En weer trekt Jezus verder, alles was gezegd. Tot hij staande gehouden wordt door de dienaar van een legeroverste, een man met aanzien. Vol liefde en respect gaat hij om met zijn mensen. Liefde is zijn drijfveer. Zolang de knecht bevelen ontvangt en ze uitvoert, is hij een knecht. Zodra hij echter ziek wordt, verandert de relatie, wordt hij een kind: een liefdesrelatie die buiten elke machtsorde komt te staan. Bewust van zijn eigen kwetsbaarheid laat de centurio zich raken door de pijn en het verdriet van de ander. Die menselijke houding getuigt van een grote innerlijke vrijheid. Hij leeft op de juiste plaats, erkent wie hij is (maar is) en dat is de leven-gevende kracht van leven-IN-vertrouwen, leven in de juiste verhouding tot je medemens. Van daaruit komt hij in beweging.
Nederig en vol vertrouwen laat hij Jezus aanspreken. Zoveel vertrouwen, zo’n diep geloof ontroert zelfs Jezus.

 

Lc.8,16-18 (19/09/2022)

Niemand die een lamp aansteekt, bedekt haar of zet haar onder een bed, maar hij plaatst haar op een staander, zodat al wie binnenkomt het licht ziet.
Want niets is verborgen dat niet zichtbaar zal worden; niets is geheim dat niet bekend en openbaar zal worden.
Kijk dus uit hoe jullie luisteren! Want wie [de houding van de leerling] heeft, hem zal [de kennis van Gods koninkrijk] gegeven worden. En wie niet [de houding van de leerling] heeft, hem zal zelfs nog ontnomen worden wat hij dacht [aan kennis over Gods koninkrijk] te hebben.

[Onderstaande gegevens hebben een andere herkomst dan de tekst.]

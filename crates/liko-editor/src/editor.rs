//! The editor loop — repaint, read one key, dispatch.
//!
//! ```text
//!   ┌──────────────┐    ┌──────────┐    ┌──────────┐
//!   │ refresh      │───▶│ read_key │───▶│ dispatch │──┐
//!   │ (full frame) │    │ (≤ 100ms)│    │ (keymap) │  │
//!   └──────────────┘    └──────────┘    └──────────┘  │
//!          ▲                                          │
//!          └──────────────── continue ────────────────┘
//! ```
//!
//! The loop has no natural end: it stops on the quit command, on a
//! termination signal, or when a read or write fails. Failures come back as
//! [`TermError`] for the caller to turn into restore-and-exit.
//!
//! The editor is generic over where keys come from, where bytes go, and
//! what fills the rows, so the whole loop runs in tests against a scripted
//! key source and a `Vec<u8>`.

use std::io::Write;

use liko_term::TermError;
use liko_term::error::Result;
use liko_term::input::{Key, KeySource};
use liko_term::signal::SignalFlag;
use tracing::{debug, info, trace, warn};

use crate::config::Config;
use crate::keymap::{Command, Keymap};
use crate::render::{Frame, RowSource};

/// Why the loop stopped.
#[derive(Debug, Clone, Copy, PartialEq, Eq)]
pub enum Exit {
    /// The quit command was received.
    Quit,
    /// A termination signal arrived.
    Signal(i32),
}

impl Exit {
    /// Process exit status: 0 for quit, `128 + signo` for a signal.
    #[must_use]
    pub const fn code(self) -> i32 {
        match self {
            Self::Quit => 0,
            Self::Signal(sig) => 128 + sig,
        }
    }
}

pub struct Editor<K, W, R> {
    keys: K,
    out: W,
    rows: R,
    keymap: Keymap,
    height: u16,
    frame: Frame,
    signals: Option<SignalFlag>,
}

impl<K: KeySource, W: Write, R: RowSource> Editor<K, W, R> {
    /// Create an editor with the startup keymap derived from `config`.
    #[must_use]
    pub fn new(keys: K, out: W, rows: R, config: &Config) -> Self {
        Self {
            keys,
            out,
            rows,
            keymap: Keymap::with_quit(config.quit_char),
            height: config.rows,
            frame: Frame::new(),
            signals: None,
        }
    }

    /// Replace the keymap.
    #[must_use]
    pub fn with_keymap(mut self, keymap: Keymap) -> Self {
        self.keymap = keymap;
        self
    }

    /// Stop the loop when `signals` records a termination signal.
    #[must_use]
    pub fn with_signals(mut self, signals: SignalFlag) -> Self {
        self.signals = Some(signals);
        self
    }

    /// Run until quit, a signal, or a fatal error.
    ///
    /// # Errors
    ///
    /// Returns [`TermError::Read`] or [`TermError::Write`]; the loop does
    /// not retry either.
    pub fn run(&mut self) -> Result<Exit> {
        info!(rows = self.height, "editor loop started");
        loop {
            if let Some(exit) = self.step()? {
                info!(?exit, "editor loop finished");
                return Ok(exit);
            }
        }
    }

    /// One iteration: check signals, repaint, read a key, dispatch it.
    ///
    /// Returns `Some` when the loop should stop.
    ///
    /// # Errors
    ///
    /// Returns the first read or write failure.
    pub fn step(&mut self) -> Result<Option<Exit>> {
        if let Some(sig) = self.signals.as_ref().and_then(SignalFlag::take) {
            warn!(signal = sig, "termination signal received");
            return Ok(Some(Exit::Signal(sig)));
        }

        self.refresh_screen()?;
        let key = self.keys.read_key()?;
        self.process_key(key)
    }

    /// Paint a full frame: clear, home, rows, home.
    ///
    /// # Errors
    ///
    /// Returns [`TermError::Write`] if the output rejects the frame.
    pub fn refresh_screen(&mut self) -> Result<()> {
        self.frame.reset();
        self.frame.clear_screen();
        self.frame.cursor_home();
        self.rows.draw_rows(&mut self.frame, self.height);
        self.frame.cursor_home();
        trace!(bytes = self.frame.len(), "frame");
        self.flush_frame()
    }

    /// Clear the screen and home the cursor, leaving a blank terminal.
    ///
    /// Used on quit and before a fatal error is reported.
    ///
    /// # Errors
    ///
    /// Returns [`TermError::Write`] if the output fails.
    pub fn clear_screen(&mut self) -> Result<()> {
        self.frame.reset();
        self.frame.clear_screen();
        self.frame.cursor_home();
        self.flush_frame()
    }

    /// Dispatch a key through the keymap.
    ///
    /// # Errors
    ///
    /// Returns [`TermError::Write`] if a command's output fails.
    pub fn process_key(&mut self, key: Key) -> Result<Option<Exit>> {
        match self.keymap.lookup(key) {
            Some(Command::Quit) => {
                debug!(?key, "quit");
                self.clear_screen()?;
                Ok(Some(Exit::Quit))
            }
            None => Ok(None),
        }
    }

    #[must_use]
    pub const fn keymap(&self) -> &Keymap {
        &self.keymap
    }

    /// The output sink (for inspecting what was written).
    #[must_use]
    pub const fn output(&self) -> &W {
        &self.out
    }

    /// Give back the key source, output and row source.
    #[must_use]
    pub fn into_parts(self) -> (K, W, R) {
        (self.keys, self.out, self.rows)
    }

    fn flush_frame(&mut self) -> Result<()> {
        self.frame
            .write_to(&mut self.out)
            .map_err(|source| TermError::Write { source })
    }
}

// ─── Tests ───────────────────────────────────────────────────────────────────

Omdat op zondag een ander lezingenschema gebruikt wordt dan in de week, was gisteren even een onderbreking, maar eigenlijk loopt onze tekst van zaterdag naadloos door vandaag. Ook de inhoud en de oproep van Jezus: Het is niet om het even hoe een volgeling van Jezus luistert!
In alle Evangelies is duidelijk hoe Jezus’ optreden helemaal in lijn gezien wordt met dat van ‘de lijdende dienaar’, zoals die bij de profeet Jesaja beschreven is. Eén van de kenmerken die daar beschreven wordt, is hoe hij leert luisteren (eerst) en (dan pas) spreken als een leerling. (Jes.50,4)
Dat klinkt logisch en simpel … tot je het probeert, en vaststelt dat wij o zo graag ‘voor onze beurt spreken’. We spreken vanuit wat wij zelf denken te weten en te kunnen, terwijl ‘de leerling’ éérst luistert, en dan pas spreekt wat hij/zij hoorde zeggen.
Dit is dus ook het luisteren dat Jezus van ons hoopt – omdat hij het zelf zo heeft gedaan. Hij spreekt enkel wat hij van G-d heeft gehoord. Daarvoor moeten wij dus éérst luisteren … en leven in het licht.

Lc.9,46-50 (26/09/2022)

Bij hen ontstond de woordenwisseling over wie van hen de grootste zou zijn.
Jezus zag de woordenwisseling van hun hart. Hij nam een kindje bij de hand en zette het naast zich. Hij zei tegen hen: “Wie omwille van mij open staat voor zelfs maar dit kindje, staat open voor mij. En wie open staat voor mij, staat open voor wie mij gezonden heeft. Want de kleinste onder jullie allen, die zal groot zijn.”
Johannes reageerde: “Meester, wij zagen iemand die demonen uitdreef in jouw naam. Wij hebben het hem verhinderd omdat hij geen volgeling is, zoals wij.” Jezus antwoordde hem echter: “Verhinder het hem niet! Want wie niet tegen ons is, is voor ons.”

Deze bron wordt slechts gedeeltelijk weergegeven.